Banafsha exhales a shuddering breath. Heavy silence settles in the clinic and neither Zoraiz nor the oncologist say anything anymore. She forces herself to hold back her tears-- she cannot cry. Zoraiz forbade her too ever since she broke the news to him and couldn't hold herself together. For her brother, she has to try. She cannot display her pain to him-- he himself is suffering enough.

After a long moment, Zoraiz finally replies, "Okay."

His doctor starts explaining to him his reports and treatment options. Banafsha listens to everything without participating.

"In advanced stage even though we cannot save a life, we can still try to increase life expectancy by slowing the progression of cancer. But at terminal stage, the cancer usually does not respond to therapy," the doctor informs him. "We can start with chemotherapy if you wish. Our main aim will be to make you comfortable as much as possible."

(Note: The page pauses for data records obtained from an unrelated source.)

impl ShmPool {
    /// Creates the backing file and initializes pool metadata, returning
    /// the pool and the segment offset of the `extra` metadata region
    /// reserved between the pool header and the heap.
    pub(crate) fn create(
        path: &Path,
        pool_id: u32,
        max_size: u32,
        name: &str,
        creator_fusion_id: u64,
        lock_id: u32,
        extra: u32,
        cfg: &WorldConfig,
    ) -> Result<(ShmPool, u32)> {
        if max_size < MIN_POOL_SIZE {
            return Err(Error::invalid(format!(
                "pool size {max_size} below minimum {MIN_POOL_SIZE}"
            )));
        }

        let mode = if cfg.secure { 0o640 } else { cfg.shmfile_mode };
        let gid = if cfg.secure { None } else { cfg.shmfile_gid };
        let seg = Arc::new(Segment::create(path, max_size as usize, Some(mode), gid)?);

        let extra_off = extra_off();
        let meta_end = extra_off + extra;
        let (info_off, heap_base) = Heap::layout(meta_end, max_size).ok_or_else(|| {
            Error::invalid(format!("pool size {max_size} too small for metadata"))
        })?;

        // SAFETY: fresh zeroed segment, offsets from Heap::layout are in
        // bounds and aligned, nothing else references the segment yet.
        unsafe {
            Heap::init(&seg, HEAP_OFF, info_off, heap_base, max_size);
            SkirmishShared::init_at(&seg, LOCK_OFF, lock_id);
            let hdr = &mut *seg.at::<PoolHeader>(0);
            hdr.magic = POOL_MAGIC;
            hdr.version = POOL_VERSION;
            hdr.pool_id = pool_id;
            hdr.max_size = max_size;
            hdr.creator_fusion_id = creator_fusion_id;
            hdr.active = 1;
            hdr.name_off = 0;
        }

        let pool = ShmPool {
            inner: Arc::new(PoolInner {
                lock: Skirmish::from_shared(seg.clone(), LOCK_OFF, name),
                seg,
                pool_id,
                max_size,
                madv_remove: cfg.madv_remove,
                name: name.to_string(),
            }),
        };

        let name_off = pool.strdup(name, true)?;
        // SAFETY: header initialized above.
        unsafe { (*pool.inner.seg.at::<PoolHeader>(0)).name_off = name_off };

        debug!(pool_id, max_size, name, path = %path.display(), "created pool");
        Ok((pool, extra_off))
    }

    /// Maps an existing pool and validates its metadata.
    pub(crate) fn attach(path: &Path, cfg: &WorldConfig) -> Result<ShmPool> {
        let seg = Arc::new(Segment::open(path)?);

        // SAFETY: segment is at least MIN_POOL_SIZE or validation fails.
        if seg.len() < std::mem::size_of::<PoolHeader>() {
            return Err(Error::InvalidSegment(format!(
                "{} too small for a pool header",
                path.display()
            )));
        }
        let (magic, version, pool_id, max_size, active, name_off) = unsafe {
            let hdr = &*seg.at::<PoolHeader>(0);
            (
                hdr.magic,
                hdr.version,
                hdr.pool_id,
                hdr.max_size,
                hdr.active,
                hdr.name_off,
            )
        };
        if magic != POOL_MAGIC {
            return Err(Error::InvalidSegment(format!(
                "{} has bad magic {magic:#x}",
                path.display()
            )));
        }
        if version != POOL_VERSION {
            return Err(Error::InvalidSegment(format!(
                "{} has version {version:#x}, expected {POOL_VERSION:#x}",
                path.display()
            )));
        }
        if active == 0 {
            return Err(Error::Destroyed("pool"));
        }
        if max_size as usize != seg.len() {
            warn!(
                pool_id,
                max_size,
                mapped = seg.len(),
                "pool size mismatch with backing file"
            );
        }

        // SAFETY: header validated above.
        if unsafe { Heap::attach(&seg, HEAP_OFF, cfg.madv_remove) }.is_none() {
            return Err(Error::InvalidSegment(format!(
                "{} heap header corrupt",
                path.display()
            )));
        }

        let name = read_str(&seg, name_off);
        debug!(pool_id, name = %name, path = %path.display(), "attached pool");

        Ok(ShmPool {
            inner: Arc::new(PoolInner {
                lock: Skirmish::from_shared(seg.clone(), LOCK_OFF, &name),
                seg,
                pool_id,
                max_size,
                madv_remove: cfg.madv_remove,
                name,
            }),
        })
    }

    fn with_heap<R>(&self, lock: bool, f: impl FnOnce(&mut Heap<'_>) -> R) -> Result<R> {
        if lock {
            self.inner.lock.prevail()?;
        }
        // SAFETY: the heap was validated at create/attach time.
        let heap = unsafe { Heap::attach(&self.inner.seg, HEAP_OFF, self.inner.madv_remove) };
        let result = match heap {
            Some(mut heap) => Ok(f(&mut heap)),
            None => Err(Error::InvalidSegment("pool heap header corrupt".into())),
        };
        if lock {
            self.inner.lock.dismiss()?;
        }
        result
    }

    /// Allocates `size` bytes from the pool heap, optionally zeroed.
    /// A zero `size` yields the null offset 0, which [`deallocate`]
    /// accepts as a no-op.
    ///
    /// Pass `lock = false` only while already holding the pool skirmish.
    ///
    /// [`deallocate`]: Self::deallocate
    pub fn allocate(&self, size: usize, clear: bool, lock: bool) -> Result<u32> {
        if size == 0 {
            return Ok(0);
        }
        let off = self
            .with_heap(lock, |heap| heap.allocate(size))?
            .ok_or(Error::OutOfSharedMemory { needed: size })?;
        if clear {
            // SAFETY: the allocator returned an in-bounds range of `size`.
            unsafe {
                std::ptr::write_bytes(self.inner.seg.base().add(off as usize), 0, size);
            }
        }
        Ok(off)
    }

    /// Resizes an allocation. `off == 0` allocates; `size == 0` frees and
    /// returns 0. Content up to the lesser size is preserved; the
    /// allocation may move.
    pub fn reallocate(&self, off: u32, size: usize, lock: bool) -> Result<u32> {
        if off == 0 {
            return self.allocate(size, false, lock);
        }
        if size == 0 {
            self.deallocate(off, lock)?;
            return Ok(0);
        }
        self.with_heap(lock, |heap| heap.reallocate(off, size))?
            .ok_or(Error::OutOfSharedMemory { needed: size })
    }

    /// Returns an allocation to the pool heap. Offset 0 is a no-op.
    pub fn deallocate(&self, off: u32, lock: bool) -> Result<()> {
        self.with_heap(lock, |heap| heap.deallocate(off))
    }

    /// Copies `s` into the pool as a NUL-terminated string, returning its
    /// offset.
    pub fn strdup(&self, s: &str, lock: bool) -> Result<u32> {
        let bytes = s.as_bytes();
        let off = self.allocate(bytes.len() + 1, false, lock)?;
        // SAFETY: allocation of len + 1 bytes starting at off.
        unsafe {
            let dst = self.inner.seg.base().add(off as usize);
            std::ptr::copy_nonoverlapping(bytes.as_ptr(), dst, bytes.len());
            *dst.add(bytes.len()) = 0;
        }
        Ok(off)
    }

    /// Reads a NUL-terminated shared string written by [`strdup`](Self::strdup).
    pub fn read_str(&self, off: u32) -> String {
        read_str(&self.inner.seg, off)
    }

    /// Compares the shared string at `off` with `s`.
    pub(crate) fn str_eq(&self, off: u32, s: &str) -> bool {
        if off == 0 {
            return false;
        }
        let seg = &self.inner.seg;
        let bytes = s.as_bytes();
        let base = off as usize;
        if base + bytes.len() >= seg.len() {
            return false;
        }
        // SAFETY: bounds checked above; strings in the pool are NUL
        // terminated by strdup.
        unsafe {
            for (i, &b) in bytes.iter().enumerate() {
                if *seg.base().add(base + i) != b {
                    return false;
                }
            }
            *seg.base().add(base + bytes.len()) == 0
        }
    }

    /// Resolves an offset into the local mapping.
    #[inline]
    pub fn ptr(&self, off: u32) -> *mut u8 {
        debug_assert!((off as usize) < self.inner.seg.len());
        // In-bounds by the debug assert; callers get a raw pointer and
        // take it from there.
        unsafe { self.inner.seg.base().add(off as usize) }
    }

    /// Allocation statistics, taken under the pool lock.
    pub fn stats(&self) -> Result<HeapStats> {
        self.with_heap(true, |heap| heap.stats())
    }

    /// Pool name.
    pub fn name(&self) -> &str {
        &self.inner.name
    }

    /// Pool id within its world (0 = main pool).
    pub fn pool_id(&self) -> u32 {
        self.inner.pool_id
    }

    /// Total pool capacity in bytes.
    pub fn max_size(&self) -> u32 {
        self.inner.max_size
    }

    /// The skirmish serializing this pool's heap.
    pub fn lock(&self) -> &Skirmish {
        &self.inner.lock
    }

    pub(crate) fn segment(&self) -> &Segment {
        &self.inner.seg
    }

    pub(crate) fn segment_arc(&self) -> Arc<Segment> {
        self.inner.seg.clone()
    }

    pub(crate) fn creator_fusion_id(&self) -> u64 {
        // SAFETY: header validated at create/attach time.
        unsafe { (*self.inner.seg.at::<PoolHeader>(0)).creator_fusion_id }
    }

    /// Marks the pool destroyed, frees its name and unlinks the backing
    /// file. Existing mappings stay valid until their handles drop.
    pub(crate) fn dismantle(&self) -> Result<()> {
        self.inner.lock.prevail()?;
        // SAFETY: header validated at create time.
        let name_off = unsafe {
            let hdr = &mut *self.inner.seg.at::<PoolHeader>(0);
            hdr.active = 0;
            std::mem::replace(&mut hdr.name_off, 0)
        };
        if name_off != 0 {
            self.deallocate(name_off, false)?;
        }
        self.inner.lock.dismiss()?;
        self.inner.lock.destroy()?;
        self.inner.seg.unlink();
        debug!(pool_id = self.inner.pool_id, name = %self.inner.name, "pool dismantled");
        Ok(())
    }
}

All these years in the hospital, she has seen numberless people die everyday. All these years, she has broken many news of deaths herself to the people, patients taking their last breaths in front of her, dying in her hands, from children to adults to elderly. People have come to her with all kinds of incurable illnesses, counting their last days to leave the world. But this time it's different. This time it's her own brother and it's intolerable. She has never made peace with young deaths in her career. Then how does she do so now with the man she has come to love more than her own existence?

"Then let's just not trouble ourselves with therapies, doctor. The pain from them are enough torture in themselves. I still haven't forgotten my first time. I don't want to add more to the list."

Her heart cracks at his words, breaks open with her every beat, the pangs enough to suffocate her. She wants to get up and leave, finding it difficult to keep listening to the discussion. But she doesn't want Zoraiz to go through it alone like before. She wants to be here for him. So somehow, she forces herself to stay.

"Any other complaints besides the coughing up of blood and headaches?"

"Back pain. Especially around my flanks."